Social Credit is opposed to the policies of central economic planning 
and state ownership of the means of production.  Social credit asserts 
that the essential problems of production have been solved long ago and 
that the primary economic problem is inadequate and faulty distribution. 
 Any problems of production that may exist are primarily an inability to 
adequately respond because of a faulty system of distribution.  This 
defect is considered to derive from a faulty financial system which can 
easily be rectified from a technical standpoint.  Such rectification 
faces, however, unrelenting political and legal opposition by those who 
seek to centralize power over mankind--whether for erroneous reasons of 
misguided idealism, or the naked (or concealed) desire for power.
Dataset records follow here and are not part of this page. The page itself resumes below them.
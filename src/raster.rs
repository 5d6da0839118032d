use crate::coord::Affine;
use crate::error::TopoError;

/// Georeferencing tags read from a GeoTIFF image directory.
///
/// `pixel_scale` is `ModelPixelScaleTag` (`[sx, sy, sz]`) and `tiepoint` is
/// `ModelTiepointTag` (`[i, j, k, x, y, z]`).
#[derive(Debug, Clone, Copy, Default, PartialEq)]
pub struct GeoKeys {
    pub pixel_scale: Option<[f64; 3]>,
    pub tiepoint: Option<[f64; 6]>,
}

impl GeoKeys {
    pub fn new(pixel_scale: [f64; 3], tiepoint: [f64; 6]) -> Self {
        Self {
            pixel_scale: Some(pixel_scale),
            tiepoint: Some(tiepoint),
        }
    }

    /// Derives the geographic-to-raster transform.
    ///
    /// GeoTIFF stores the y scale as a positive magnitude for north-up images,
    /// so it is negated here.
    pub fn to_affine(&self) -> Result<Affine, TopoError> {
        let scale = self
            .pixel_scale
            .ok_or(TopoError::MissingGeoKey("ModelPixelScale"))?;
        let tiepoint = self
            .tiepoint
            .ok_or(TopoError::MissingGeoKey("ModelTiepoint"))?;

        Affine::from_scale_origin(scale[0], -scale[1], tiepoint[3], tiepoint[4])
    }
}

/// A decoded single-band elevation raster.
///
/// Values are row-major: `values[row * width + col]` is the elevation of cell
/// `(col, row)`.
///
/// # Example
///
/// ```
/// use topoview_rs::{Affine, Raster};
///
/// # fn main() -> Result<(), topoview_rs::TopoError> {
/// let raster = Raster::new(2, vec![100.0, 200.0, 300.0, 400.0], Affine::IDENTITY)?;
/// assert_eq!(raster.height(), 2);
/// assert_eq!(raster.elevation_at(1, 1), Some(400.0));
/// assert_eq!(raster.elevation_at(2, 0), None);
/// # Ok(())
/// # }
/// ```
#[derive(Debug, Clone, PartialEq)]
pub struct Raster {
    width: usize,
    height: usize,
    values: Vec<f64>,
    affine: Affine,
}

impl Raster {
    pub fn new(width: usize, values: Vec<f64>, affine: Affine) -> Result<Self, TopoError> {
        if width == 0 {
            return Err(TopoError::InvalidRaster("width must be positive".to_string()));
        }
        if values.is_empty() || values.len() % width != 0 {
            return Err(TopoError::InvalidRaster(format!(
                "{} values do not fill rows of width {}",
                values.len(),
                width
            )));
        }

        let height = values.len() / width;
        tracing::debug!(width, height, "raster prepared");

        Ok(Self {
            width,
            height,
            values,
            affine,
        })
    }

    /// Builds a raster from decoded values and its GeoTIFF georeferencing tags.
    ///
    /// Fails before any sampling can happen if the tags are missing or the
    /// pixel scale is zero.
    pub fn from_geo_keys(
        width: usize,
        values: Vec<f64>,
        keys: &GeoKeys,
    ) -> Result<Self, TopoError> {
        let affine = keys.to_affine()?;
        Self::new(width, values, affine)
    }

    pub fn width(&self) -> usize {
        self.width
    }

    pub fn height(&self) -> usize {
        self.height
    }

    pub fn values(&self) -> &[f64] {
        &self.values
    }

    pub fn affine(&self) -> &Affine {
        &self.affine
    }

    /// Elevation of cell `(col, row)`, `None` outside the raster or for NaN cells.
    pub fn elevation_at(&self, col: i64, row: i64) -> Option<f64> {
        if col < 0 || row < 0 {
            return None;
        }
        let (col, row) = (col as usize, row as usize);
        if col >= self.width || row >= self.height {
            return None;
        }
        let v = self.values[row * self.width + col];
        if v.is_nan() { None } else { Some(v) }
    }

    /// Elevation of the cell containing a geographic point.
    pub fn lookup(&self, lng: f64, lat: f64) -> Option<f64> {
        let (col, row) = self.affine.to_raster_index(lng, lat);
        self.elevation_at(col, row)
    }
}

#[cfg(test)]
mod tests {
    use super::*;

    fn small_raster() -> Result<Raster, TopoError> {
        Raster::new(2, vec![100.0, 200.0, 300.0, 400.0], Affine::IDENTITY)
    }

    #[test]
    fn test_lookup_identity_raster() -> Result<(), TopoError> {
        let raster = small_raster()?;

        assert_eq!(raster.lookup(0.0, 0.0), Some(100.0));
        assert_eq!(raster.lookup(1.0, 0.0), Some(200.0));
        assert_eq!(raster.lookup(0.0, 1.0), Some(300.0));
        assert_eq!(raster.lookup(1.0, 1.0), Some(400.0));
        assert_eq!(raster.lookup(1.9, 1.9), Some(400.0));
        Ok(())
    }

    #[test]
    fn test_lookup_miss_outside_bounds() -> Result<(), TopoError> {
        let raster = small_raster()?;

        assert_eq!(raster.lookup(2.0, 0.0), None);
        assert_eq!(raster.lookup(0.0, 2.0), None);
        assert_eq!(raster.lookup(-1.0, 0.0), None);
        assert_eq!(raster.elevation_at(-1, 1), None);
        Ok(())
    }

    #[test]
    fn test_nan_cells_are_misses() -> Result<(), TopoError> {
        let raster = Raster::new(2, vec![1.0, f64::NAN], Affine::IDENTITY)?;
        assert_eq!(raster.elevation_at(0, 0), Some(1.0));
        assert_eq!(raster.elevation_at(1, 0), None);
        Ok(())
    }

    #[test]
    fn test_invalid_dimensions() {
        assert!(matches!(
            Raster::new(0, vec![1.0], Affine::IDENTITY),
            Err(TopoError::InvalidRaster(_))
        ));
        assert!(matches!(
            Raster::new(3, vec![1.0, 2.0], Affine::IDENTITY),
            Err(TopoError::InvalidRaster(_))
        ));
        assert!(Raster::new(2, vec![], Affine::IDENTITY).is_err());
    }

    #[test]
    fn test_from_geo_keys() -> Result<(), TopoError> {
        let keys = GeoKeys::new([90.0, 90.0, 0.0], [0.0, 0.0, 0.0, -180.0, 90.0, 0.0]);
        let raster = Raster::from_geo_keys(4, vec![1.0, 2.0, 3.0, 4.0, 5.0, 6.0, 7.0, 8.0], &keys)?;

        assert_eq!(raster.height(), 2);
        assert_eq!(raster.lookup(-135.0, 45.0), Some(1.0));
        assert_eq!(raster.lookup(135.0, -45.0), Some(8.0));
        Ok(())
    }

    #[test]
    fn test_missing_geo_keys() {
        let keys = GeoKeys {
            pixel_scale: None,
            tiepoint: Some([0.0; 6]),
        };
        assert_eq!(
            Raster::from_geo_keys(1, vec![0.0], &keys),
            Err(TopoError::MissingGeoKey("ModelPixelScale"))
        );

        let keys = GeoKeys {
            pixel_scale: Some([1.0, 1.0, 0.0]),
            tiepoint: None,
        };
        assert_eq!(
            keys.to_affine(),
            Err(TopoError::MissingGeoKey("ModelTiepoint"))
        );
    }

    #[test]
    fn test_zero_pixel_scale_is_fatal() {
        let keys = GeoKeys::new([0.0, 1.0, 0.0], [0.0; 6]);
        assert_eq!(
            Raster::from_geo_keys(1, vec![0.0], &keys),
            Err(TopoError::InvalidPixelScale(0.0))
        );
    }
}
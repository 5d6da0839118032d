pub mod grid;
pub mod strided;

pub use grid::SamplingGrid;
pub use strided::StridedRange;

use crate::coord::{to_screen, wrap};
use crate::raster::Raster;
use crate::view::ViewRequest;
use geo_types::Point;
use rayon::prelude::*;
use serde::{Deserialize, Serialize};

/// One probe of the raster taken during the viewport walk.
#[derive(Debug, Clone, Copy, PartialEq, Serialize, Deserialize)]
pub struct Sample {
    /// Wrapped latitude used for the raster lookup
    pub lat: f64,
    /// Wrapped longitude used for the raster lookup
    pub lng: f64,
    /// Canvas x of the unwrapped coordinate
    pub screen_x: f64,
    /// Canvas y of the unwrapped coordinate
    pub screen_y: f64,
    /// `None` when the cell falls outside the raster
    pub elevation: Option<f64>,
}

impl Sample {
    /// Projects an unwrapped grid coordinate and reads its raster cell.
    ///
    /// Screen coordinates are taken before wrapping, so overshooting points
    /// sit just past the canvas edge while their elevation comes from the
    /// opposite side of the raster.
    pub fn probe(lat: f64, lng: f64, raster: &Raster) -> Self {
        let (screen_x, screen_y) = to_screen(lat, lng);
        let (lat, lng) = wrap(lat, lng);
        Self {
            lat,
            lng,
            screen_x,
            screen_y,
            elevation: raster.lookup(lng, lat),
        }
    }

    pub fn has_elevation(&self) -> bool {
        self.elevation.is_some()
    }

    /// Geographic point with x = longitude, y = latitude.
    pub fn to_point(&self) -> Point<f64> {
        Point::new(self.lng, self.lat)
    }

    pub fn screen_point(&self) -> Point<f64> {
        Point::new(self.screen_x, self.screen_y)
    }
}

/// Walks the sampling grid of `view` and probes `raster` at every point.
///
/// Samples come back in walk order, duplicates and lookup misses included.
///
/// # Example
///
/// ```
/// use topoview_rs::{Affine, Raster, ViewRequest, sample};
///
/// # fn main() -> Result<(), topoview_rs::TopoError> {
/// let affine = Affine::from_scale_origin(1.0, -1.0, -180.0, 90.0)?;
/// let raster = Raster::new(360, vec![0.0; 360 * 180], affine)?;
///
/// let samples = sample(&ViewRequest::full_extent(), &raster);
/// assert_eq!(samples.len(), 212 * 380);
/// # Ok(())
/// # }
/// ```
#[tracing::instrument(skip(raster), fields(raster_width = raster.width()))]
pub fn sample(view: &ViewRequest, raster: &Raster) -> Vec<Sample> {
    let grid = SamplingGrid::for_view(view);
    let (rows, cols) = grid.shape();
    tracing::debug!(rows, cols, steps = ?grid.steps(), "sampling grid");

    let points: Vec<(f64, f64)> = grid.points().collect();
    let samples: Vec<Sample> = points
        .par_iter()
        .map(|&(lat, lng)| Sample::probe(lat, lng, raster))
        .collect();

    let misses = samples.iter().filter(|s| !s.has_elevation()).count();
    tracing::debug!(samples = samples.len(), misses, "raster sampled");
    if misses == samples.len() {
        tracing::warn!("no sample of the view hit the raster");
    }

    samples
}
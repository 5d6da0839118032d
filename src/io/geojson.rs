use crate::classify::BandSet;
use crate::error::TopoError;
use crate::sample::Sample;
use geojson::{Feature, FeatureCollection, Geometry, JsonObject};
use serde_json::json;
use std::fs::File;
use std::io::Write;
use std::path::Path;

/// Converts classified samples to a GeoJSON feature collection of points.
///
/// Only samples whose elevation falls in a band become features; each carries
/// `elevation`, `band` and `color` properties.
pub fn samples_to_feature_collection(samples: &[Sample], bands: &BandSet) -> FeatureCollection {
    let features = samples
        .iter()
        .filter_map(|s| {
            let elevation = s.elevation?;
            let band = bands.band_for(elevation)?;

            let mut properties = JsonObject::new();
            properties.insert("elevation".to_string(), json!(elevation));
            properties.insert("band".to_string(), json!(band.index));
            properties.insert("color".to_string(), json!(band.color.to_string()));

            Some(Feature {
                bbox: None,
                geometry: Some(Geometry::from(&s.to_point())),
                id: None,
                properties: Some(properties),
                foreign_members: None,
            })
        })
        .collect();

    FeatureCollection {
        bbox: None,
        features,
        foreign_members: None,
    }
}

pub fn write_geojson(
    samples: &[Sample],
    bands: &BandSet,
    path: impl AsRef<Path>,
) -> Result<(), TopoError> {
    let collection = samples_to_feature_collection(samples, bands);
    let mut file = File::create(path).map_err(|e| TopoError::IoError(e.to_string()))?;
    file.write_all(collection.to_string().as_bytes())
        .map_err(|e| TopoError::IoError(e.to_string()))
}
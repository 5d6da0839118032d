//! # topoview-rs
//!
//! Projects a planetary elevation raster onto a fixed 1920x1080 canvas and
//! quantizes it into colour bands. There are three main entry points.
//!
//! ### 1. `render` - One Call Per View
//!
//! ```
//! use topoview_rs::{Affine, Raster, ViewRequest, render};
//!
//! # fn main() -> Result<(), topoview_rs::TopoError> {
//! let affine = Affine::from_scale_origin(1.0, -1.0, -180.0, 90.0)?;
//! let raster = Raster::new(360, vec![-3000.0; 360 * 180], affine)?;
//!
//! let payload = render(&ViewRequest::full_extent().levels(20), &raster)?;
//! for group in &payload.groups {
//!     println!("{} -> {} cells", group.color, group.cells.len());
//! }
//! # Ok(())
//! # }
//! ```
//!
//! ### 2. `sample` + `classify` - Pipeline Stages
//!
//! ```
//! use topoview_rs::{Affine, Landmark, Raster, ViewRequest, classify, sample};
//!
//! # fn main() -> Result<(), topoview_rs::TopoError> {
//! let affine = Affine::from_scale_origin(1.0, -1.0, -180.0, 90.0)?;
//! let raster = Raster::new(360, vec![8000.0; 360 * 180], affine)?;
//!
//! let view = ViewRequest::at(Landmark::Everest).zoom(0.5).quality(2);
//! let samples = sample(&view, &raster);
//! let payload = classify(&samples, view.levels, view.gray_scale)?;
//! println!("cell size {} x {}", payload.cell_delta_x, payload.cell_delta_y);
//! # Ok(())
//! # }
//! ```
//!
//! ### 3. Exporters - JSON, CSV, GeoJSON, GeoParquet
//!
//! ```no_run
//! use topoview_rs::{Affine, BandSet, Raster, SamplesToGeoParquet, ViewRequest, sample};
//!
//! # fn main() -> Result<(), topoview_rs::TopoError> {
//! let raster = Raster::new(2, vec![100.0, 200.0, 300.0, 400.0], Affine::IDENTITY)?;
//! let view = ViewRequest::full_extent();
//! let samples = sample(&view, &raster);
//!
//! samples.to_geoparquet(&BandSet::new(view.levels, view.gray_scale)?, "samples.parquet")?;
//! # Ok(())
//! # }
//! ```
//!

pub mod classify;
pub mod coord;
pub mod core;
pub mod error;
pub mod io;
pub mod raster;
pub mod render;
pub mod sample;
pub mod view;

pub use classify::{BandSet, Cell, HeightBand, HeightGroup, RenderPayload, Rgb, classify};
pub use coord::{Affine, Coordinate, to_screen, wrap};
pub use self::core::{MAX_ELEVATION, MAX_LEVELS, MIN_ELEVATION, MIN_LEVELS, SCREEN_HEIGHT, SCREEN_WIDTH};
pub use error::TopoError;
pub use io::{
    SamplesToArrow, SamplesToGeoParquet, payload_to_json_string, read_view_request,
    samples_to_feature_collection, write_geojson, write_geoparquet, write_payload,
    write_samples_csv,
};
pub use raster::{GeoKeys, Raster};
pub use render::render;
pub use sample::{Sample, SamplingGrid, sample};
pub use view::{BoundingBox, Landmark, ViewRequest};

pub use geo_types;
pub use geoarrow_array;
pub use geoarrow_schema;
pub use geoparquet;

#[cfg(test)]
mod tests {
    use super::*;
    use std::collections::HashSet;

    /// 1 degree global raster whose elevation climbs linearly from south to north.
    fn gradient_raster() -> Result<Raster, TopoError> {
        let keys = GeoKeys::new([1.0, 1.0, 0.0], [0.0, 0.0, 0.0, -180.0, 90.0, 0.0]);
        let span = MAX_ELEVATION - MIN_ELEVATION;
        let values = (0..180)
            .flat_map(|row| {
                let e = MAX_ELEVATION - span * row as f64 / 179.0;
                std::iter::repeat_n(e, 360)
            })
            .collect();
        Raster::from_geo_keys(360, values, &keys)
    }

    #[test]
    fn test_end_to_end_full_extent() -> Result<(), TopoError> {
        let raster = gradient_raster()?;
        let view = ViewRequest::full_extent().levels(10);

        let samples = sample(&view, &raster);
        let payload = render(&view, &raster)?;

        let hits = samples.iter().filter(|s| s.has_elevation()).count();
        assert_eq!(payload.cell_count(), hits);
        assert_eq!(payload.groups.len(), 11);

        let xs: HashSet<u64> = samples.iter().map(|s| s.screen_x.to_bits()).collect();
        let ys: HashSet<u64> = samples.iter().map(|s| s.screen_y.to_bits()).collect();
        assert!((payload.cell_delta_x * xs.len() as f64 - SCREEN_WIDTH).abs() < 1e-9);
        assert!((payload.cell_delta_y * ys.len() as f64 - SCREEN_HEIGHT).abs() < 1e-9);
        Ok(())
    }

    #[test]
    fn test_north_is_warm_south_is_cold() -> Result<(), TopoError> {
        let raster = gradient_raster()?;
        let payload = render(&ViewRequest::full_extent().levels(4), &raster)?;

        let top = payload.group(4).map(|g| g.color);
        let bottom = payload.group(0).map(|g| g.color);
        assert_eq!(top, Some(Rgb::new(255, 0, 0)));
        assert!(bottom.is_some_and(|c| c.b > c.r));

        // higher elevations sit nearer the top of the canvas
        let mean_y = |band: usize| {
            payload
                .group(band)
                .map(|g| g.cells.iter().map(|c| c.y).sum::<f64>() / g.cells.len() as f64)
        };
        assert!(mean_y(4) < mean_y(0));
        Ok(())
    }

    #[test]
    fn test_full_extent_independent_of_zoom() -> Result<(), TopoError> {
        let raster = gradient_raster()?;
        let a = ViewRequest::full_extent().zoom(0.0);
        let b = ViewRequest::full_extent().zoom(1.0);

        assert_eq!(a.bounding_box(), b.bounding_box());
        assert_eq!(sample(&a, &raster).len(), sample(&b, &raster).len());
        assert_eq!(render(&a, &raster)?, render(&b, &raster)?);
        Ok(())
    }

    #[test]
    fn test_landmark_regions_render() -> Result<(), TopoError> {
        let raster = gradient_raster()?;

        for landmark in Landmark::ALL {
            for zoom in [0.0, 0.5, 1.0] {
                let view = ViewRequest::at(landmark).zoom(zoom).quality(3).gray_scale(true);
                let payload = render(&view, &raster)?;
                assert!(payload.cell_count() > 0, "{} at zoom {}", landmark.name(), zoom);
                assert!(payload.cell_delta_x > 0.0);
                assert!(payload.cell_delta_y > 0.0);
            }
        }
        Ok(())
    }

    #[test]
    fn test_render_is_deterministic() -> Result<(), Box<dyn std::error::Error>> {
        let raster = gradient_raster()?;
        let view = ViewRequest::at(Landmark::MarianaTrench).zoom(0.3).levels(37);

        let a = payload_to_json_string(&render(&view, &raster)?)?;
        let b = payload_to_json_string(&render(&view, &raster)?)?;
        assert_eq!(a, b);
        Ok(())
    }

    #[test]
    fn test_two_by_two_raster_lookup() -> Result<(), TopoError> {
        let raster = Raster::new(2, vec![100.0, 200.0, 300.0, 400.0], Affine::IDENTITY)?;
        assert_eq!(Sample::probe(0.0, 0.0, &raster).elevation, Some(100.0));
        assert_eq!(Sample::probe(1.0, 1.0, &raster).elevation, Some(400.0));
        Ok(())
    }

    #[test]
    fn test_wrap_then_project() {
        let (lat, lng) = wrap(91.0, 0.0);
        assert_eq!(lat, -89.0);
        assert_eq!(to_screen(lat, lng), to_screen(-89.0, 0.0));
    }
}
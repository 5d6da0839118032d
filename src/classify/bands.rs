use crate::classify::color::{Rgb, color_range};
use crate::core::constants::{MAX_ELEVATION, MAX_LEVELS, MIN_ELEVATION, MIN_LEVELS};
use crate::error::TopoError;
use serde::{Deserialize, Serialize};

/// A contiguous elevation sub-range rendered in one colour.
///
/// Covers `[min_elev, max_elev)`; the top band of a [`BandSet`] also includes
/// `max_elev`.
#[derive(Debug, Clone, Copy, PartialEq, Serialize, Deserialize)]
pub struct HeightBand {
    pub index: usize,
    pub min_elev: f64,
    pub max_elev: f64,
    pub color: Rgb,
}

impl HeightBand {
    pub fn width(&self) -> f64 {
        self.max_elev - self.min_elev
    }
}

/// `levels + 1` equal-width bands over the fixed Earth elevation domain.
///
/// # Example
///
/// ```
/// use topoview_rs::BandSet;
///
/// # fn main() -> Result<(), topoview_rs::TopoError> {
/// let bands = BandSet::new(2, false)?;
/// assert_eq!(bands.len(), 3);
/// assert_eq!(bands.band_for(-10921.0).map(|b| b.index), Some(0));
/// assert_eq!(bands.band_for(8849.0).map(|b| b.index), Some(2));
/// assert!(bands.band_for(9000.0).is_none());
/// # Ok(())
/// # }
/// ```
#[derive(Debug, Clone, PartialEq)]
pub struct BandSet {
    bands: Vec<HeightBand>,
    gray_scale: bool,
}

impl BandSet {
    /// Fails unless `levels` is within `[MIN_LEVELS, MAX_LEVELS]`.
    pub fn new(levels: u32, gray_scale: bool) -> Result<Self, TopoError> {
        if !(MIN_LEVELS..=MAX_LEVELS).contains(&levels) {
            return Err(TopoError::InvalidLevels(levels));
        }

        let count = levels as usize + 1;
        let width = (MAX_ELEVATION - MIN_ELEVATION) / count as f64;

        // Shared edges so neighbouring bands tile the domain without gaps
        let edge = |k: usize| {
            if k == count {
                MAX_ELEVATION
            } else {
                MIN_ELEVATION + width * k as f64
            }
        };

        let bands = color_range(count, gray_scale)
            .into_iter()
            .enumerate()
            .map(|(index, color)| HeightBand {
                index,
                min_elev: edge(index),
                max_elev: edge(index + 1),
                color,
            })
            .collect();

        Ok(Self { bands, gray_scale })
    }

    pub fn len(&self) -> usize {
        self.bands.len()
    }

    pub fn is_empty(&self) -> bool {
        self.bands.is_empty()
    }

    pub fn is_gray_scale(&self) -> bool {
        self.gray_scale
    }

    pub fn bands(&self) -> &[HeightBand] {
        &self.bands
    }

    pub fn iter(&self) -> impl Iterator<Item = &HeightBand> {
        self.bands.iter()
    }

    pub fn get(&self, index: usize) -> Option<&HeightBand> {
        self.bands.get(index)
    }

    /// The single band containing `elevation`, `None` outside the domain.
    pub fn band_for(&self, elevation: f64) -> Option<&HeightBand> {
        let top = self.bands.last()?;
        if elevation == top.max_elev {
            return Some(top);
        }

        let idx = self
            .bands
            .partition_point(|b| b.min_elev <= elevation)
            .checked_sub(1)?;
        let band = &self.bands[idx];
        (elevation < band.max_elev).then_some(band)
    }
}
Any system that utilizes real capital (i.e., "tools") to produce wealth 
is capitalist.  The Soviet union instituted the most capital intensive 
"economy" in that it gave preference to real capital projects over the 
production of consumer goods.  The communist fetish for "work" resulted 
in the most oppressive form of "wage slavery" with little return for 
effort (as I have been told, "We work--but nothing seems to happen.") 
and the slave labor camp or firing squad if you were deemed to be an 
"anti-social" who questioned your obligation to serve the State.  The 
"capital vs socialist" debate obscures the real issues and sets one part 
of society against the other, just as the "Left vs right" blinds and 
divides the people.  Social Credit asserts that the problem lies with 
faulty finance which fails properly to deliver to the consuming public 
the results that flow from the productive system.  The soialists, those 
"knights in rusty armour" have never really appreciated the implications 
of the power age as it relates to the financial credit system (and more 
recently to the information revolution) which has provided a stupendous 
actual and potential physical abundance.  Nor, due to financial 
ignorance) have the finance-capitalists, modern industrialists and 
political leaders (those of good will and without ulterior motives) 
understood how to deal with distribution of the abundance which their 
activities have created.

Government has a legitimate role to play--primarily to provide a legal 
system and infrastructure in which maximum individual initiative is 
allowed to operate.  The operative principle in Social Credit is 
balance.  The degree of government involvement in the lives of the 
people should be optimal and that should mean minimal in a successfully 
functioning society--one that provides desired economic results and 
maximal freedom of thought, action, creativity, expression and 
association.  The term optimal can have different meanings in that it 
can shift in the context of particular historic, economic or social 
circumstances--but from a Social Credit perspective, it should involve a 
progressive liberation of the individual from external control and 
economic insecurity.

During a course on Comparative Economic Systems our class had a series 
of guest lectures on central planning from a former head of planning for 
the mining industry in communist Chekoslovakia. Over several days, the 
professor delivered an agonizing presentation of the sheer impossibility 
of anticipating the needs of production and consumption with 
input-output tables, with five-year plans becoming eight-year and beyond 
due to the hopeless complexity of the task.  He then showed how resort 
was made to differential equations to solve the problem and on the final 
day of lectures, after writing equations from one wall to the other, 
suddenly turned to the class and pronounced, "You see, it is 
impossible!"  I said to him, "Professor ..., does it not seem the 
ultimate arrogance [and I might have added "folly"] for a select group 
at the top of the mountain to presume to know the production and 
consumption preferences for a whole nation?"  To which he replied, "Yes, 
when you think about it, it is."

I was in the Soviet Union during the Breznev period (about 1980) and 
noticed that nearly every public official had another one staring over 
his or her back.  Dour KGB agents were seated on airplanes with their 
ears stretched to the limit while they pretended to read.  The nation 
did not even have refrigeration--only iceboxes!  There was only one 
bookstore in Moscow--the communist bookstore which featured almost 
exclusively the works of Marx, Engels, Lenin, et al. (although we 
noticed some McGraw-Hill textbooks stored in a back room)  Going to a 
"supermarket" was an experience.  Drab and dated produce was featured.  
Consumer goods were scarce and choice very limited--a wasteland for the 
consumer.  One had to stand in line to get authorization to shop and 
then another line to obtain whatever little might be available--and then 
another to make payment.

On the night of our arrival (where at the airport I was taken away from 
our tour group for some kind of "interogation" which mainly involved an 
army officer merely staring at me in an austere little room with a 
table, chair and sink) we were relieved of our passports and briefed in 
the lobby of the Cosmos (French built for the Moscow Olympics) Hotel.  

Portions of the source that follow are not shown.